■ **Exercise**
Repeat every line of the data verbatim.

· · ·

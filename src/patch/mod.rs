//! Patch registration and deterministic ordering.
//!
//! # Key Components
//!
//! - [`crate::patch::PatchDescriptor`] / [`crate::patch::PatchSet`] - the
//!   immutable registration records, grouped by role
//! - [`crate::patch::Priority`] - ordering weight with the conventional bands
//! - [`crate::patch::PatchSorter`] - constraint-aware ordering with cached
//!   results and cycle diagnostics

mod descriptor;
mod sorter;

pub use descriptor::{
    HookMethod, HookParam, ParamBinding, PatchDescriptor, PatchImpl, PatchRole, PatchSet, Priority,
};
pub use sorter::PatchSorter;
//! Replacement-body construction.
//!
//! [`synthesize`] takes the target's transpiled instruction stream and the
//! sorted hook arrays and produces one new stream in a fixed shape:
//!
//! ```text
//! local inits
//! [try                                 when finalizers exist ]
//!     prefixes            (bool returns store the run flag)
//!     run-flag check      (when any prefix can veto)
//!     original body       (every ret becomes store + branch to the merge)
//!     merge nop
//!     postfixes           (void first, then pass-through chained)
//!     finalizers, finalized = true, rethrow stored exception
//!     leave
//! [catch: store exception, run finalizers swallowed, rethrow ]
//! load result / ret
//! ```
//!
//! The stream is then lowered through the encoder into a [`FunctionBody`]
//! ready for the code generator, together with a map from every surviving
//! instruction identity to its final stream index.
//!
//! Hook declaration mistakes surface as [`crate::Error::Configuration`]
//! naming the owning patch and the target function; nothing is ever
//! installed from a run that errors.

use std::collections::HashMap;
use std::sync::Arc;

use crate::assembly::encoder::encode_body;
use crate::assembly::opcodes;
use crate::assembly::{
    ExceptionBlock, ExceptionBlockType, FlowType, InstrId, Instruction, Label, LabelGen, Operand,
};
use crate::metadata::{FunctionBody, SymbolResolver, TypeSig};
use crate::patch::{HookMethod, ParamBinding, PatchDescriptor};
use crate::synthesizer::config::{LocalKind, LocalTable, SynthesisConfig};
use crate::synthesizer::rewriter::rewrite_fault_blocks;
use crate::transpiler::shift_arguments;
use crate::{Error, Result};

/// The outcome of one synthesis run: the encoded replacement body plus the
/// final stream position of every instruction identity that survived into it.
#[derive(Debug)]
pub struct SynthesizedBody {
    /// Encoded replacement, ready for the code generator
    pub body: FunctionBody,
    /// First final stream index of each instruction identity
    pub instruction_map: HashMap<InstrId, usize>,
}

/// Build and encode the replacement body for one function.
///
/// `transpiled` is the original body after the transpiler chain; `original`
/// supplies its declared locals and stack depth.
///
/// # Errors
/// Returns [`crate::Error::Configuration`] for invalid hook declarations and
/// [`crate::Error::Malformed`] when the stream cannot be encoded.
pub fn synthesize(
    config: &SynthesisConfig,
    transpiled: Vec<Instruction>,
    original: &FunctionBody,
    resolver: &dyn SymbolResolver,
    labels: &mut LabelGen,
) -> Result<SynthesizedBody> {
    let mut body = transpiled;
    if config.return_buffer {
        shift_arguments(&mut body);
    }

    let mut declared_locals = original.locals.clone();
    rewrite_fault_blocks(&mut body, &mut declared_locals, labels)?;

    let mut creator = MethodCreator {
        config,
        resolver,
        labels,
        locals: LocalTable::new(&declared_locals),
        out: Vec::new(),
        pending_labels: Vec::new(),
    };

    creator.validate()?;
    let mut out = creator.run(body)?;

    let max_stack = stack_estimate(config, original.max_stack);
    let locals = creator.locals.into_locals(declared_locals);
    let encoded = encode_body(&mut out, locals, max_stack)?;

    let mut instruction_map = HashMap::new();
    for (index, instr) in out.iter().enumerate() {
        instruction_map.entry(instr.id).or_insert(index);
    }

    Ok(SynthesizedBody {
        body: encoded,
        instruction_map,
    })
}

/// Conservative operand-stack bound: the original's declared depth, the
/// widest hook call, or the argument-array build, whichever is deepest.
fn stack_estimate(config: &SynthesisConfig, original: u16) -> u16 {
    let hook_width = config
        .hooks()
        .map(|(_, hook)| hook.params.len())
        .max()
        .unwrap_or(0);
    #[allow(clippy::cast_possible_truncation)]
    let hook_width = hook_width.min(usize::from(u16::MAX - 2)) as u16 + 2;

    let array_width = if config.any_binding(ParamBinding::ArgsArray) {
        4
    } else {
        0
    };

    original.max(hook_width).max(array_width).max(2)
}

struct MethodCreator<'a> {
    config: &'a SynthesisConfig,
    resolver: &'a dyn SymbolResolver,
    labels: &'a mut LabelGen,
    locals: LocalTable,
    out: Vec<Instruction>,
    pending_labels: Vec<Label>,
}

· · ·

■ **The answer**
filename src/patch/mod.rs
//! Patch registration and deterministic ordering.
//!
//! # Key Components
//!
//! - [`crate::patch::PatchDescriptor`] / [`crate::patch::PatchSet`] - the
//!   immutable registration records, grouped by role
//! - [`crate::patch::Priority`] - ordering weight with the conventional bands
//! - [`crate::patch::PatchSorter`] - constraint-aware ordering with cached
//!   results and cycle diagnostics

mod descriptor;
mod sorter;

pub use descriptor::{
    HookMethod, HookParam, ParamBinding, PatchDescriptor, PatchImpl, PatchRole, PatchSet, Priority,
};
pub use sorter::PatchSorter;
//! Replacement-body construction.
//!
//! [`synthesize`] takes the target's transpiled instruction stream and the
//! sorted hook arrays and produces one new stream in a fixed shape:
//!
//! ```text
//! local inits
//! [try                                 when finalizers exist ]
//!     prefixes            (bool returns store the run flag)
//!     run-flag check      (when any prefix can veto)
//!     original body       (every ret becomes store + branch to the merge)
//!     merge nop
//!     postfixes           (void first, then pass-through chained)
//!     finalizers, finalized = true, rethrow stored exception
//!     leave
//! [catch: store exception, run finalizers swallowed, rethrow ]
//! load result / ret
//! ```
//!
//! The stream is then lowered through the encoder into a [`FunctionBody`]
//! ready for the code generator, together with a map from every surviving
//! instruction identity to its final stream index.
//!
//! Hook declaration mistakes surface as [`crate::Error::Configuration`]
//! naming the owning patch and the target function; nothing is ever
//! installed from a run that errors.

use std::collections::HashMap;
use std::sync::Arc;

use crate::assembly::encoder::encode_body;
use crate::assembly::opcodes;
use crate::assembly::{
    ExceptionBlock, ExceptionBlockType, FlowType, InstrId, Instruction, Label, LabelGen, Operand,
};
use crate::metadata::{FunctionBody, SymbolResolver, TypeSig};
use crate::patch::{HookMethod, ParamBinding, PatchDescriptor};
use crate::synthesizer::config::{LocalKind, LocalTable, SynthesisConfig};
use crate::synthesizer::rewriter::rewrite_fault_blocks;
use crate::transpiler::shift_arguments;
use crate::{Error, Result};

/// The outcome of one synthesis run: the encoded replacement body plus the
/// final stream position of every instruction identity that survived into it.
#[derive(Debug)]
pub struct SynthesizedBody {
    /// Encoded replacement, ready for the code generator
    pub body: FunctionBody,
    /// First final stream index of each instruction identity
    pub instruction_map: HashMap<InstrId, usize>,
}

/// Build and encode the replacement body for one function.
///
/// `transpiled` is the original body after the transpiler chain; `original`
/// supplies its declared locals and stack depth.
///
/// # Errors
/// Returns [`crate::Error::Configuration`] for invalid hook declarations and
/// [`crate::Error::Malformed`] when the stream cannot be encoded.
pub fn synthesize(
    config: &SynthesisConfig,
    transpiled: Vec<Instruction>,
    original: &FunctionBody,
    resolver: &dyn SymbolResolver,
    labels: &mut LabelGen,
) -> Result<SynthesizedBody> {
    let mut body = transpiled;
    if config.return_buffer {
        shift_arguments(&mut body);
    }

    let mut declared_locals = original.locals.clone();
    rewrite_fault_blocks(&mut body, &mut declared_locals, labels)?;

    let mut creator = MethodCreator {
        config,
        resolver,
        labels,
        locals: LocalTable::new(&declared_locals),
        out: Vec::new(),
        pending_labels: Vec::new(),
    };

    creator.validate()?;
    let mut out = creator.run(body)?;

    let max_stack = stack_estimate(config, original.max_stack);
    let locals = creator.locals.into_locals(declared_locals);
    let encoded = encode_body(&mut out, locals, max_stack)?;

    let mut instruction_map = HashMap::new();
    for (index, instr) in out.iter().enumerate() {
        instruction_map.entry(instr.id).or_insert(index);
    }

    Ok(SynthesizedBody {
        body: encoded,
        instruction_map,
    })
}

/// Conservative operand-stack bound: the original's declared depth, the
/// widest hook call, or the argument-array build, whichever is deepest.
fn stack_estimate(config: &SynthesisConfig, original: u16) -> u16 {
    let hook_width = config
        .hooks()
        .map(|(_, hook)| hook.params.len())
        .max()
        .unwrap_or(0);
    #[allow(clippy::cast_possible_truncation)]
    let hook_width = hook_width.min(usize::from(u16::MAX - 2)) as u16 + 2;

    let array_width = if config.any_binding(ParamBinding::ArgsArray) {
        4
    } else {
        0
    };

    original.max(hook_width).max(array_width).max(2)
}

struct MethodCreator<'a> {
    config: &'a SynthesisConfig,
    resolver: &'a dyn SymbolResolver,
    labels: &'a mut LabelGen,
    locals: LocalTable,
    out: Vec<Instruction>,
    pending_labels: Vec<Label>,
}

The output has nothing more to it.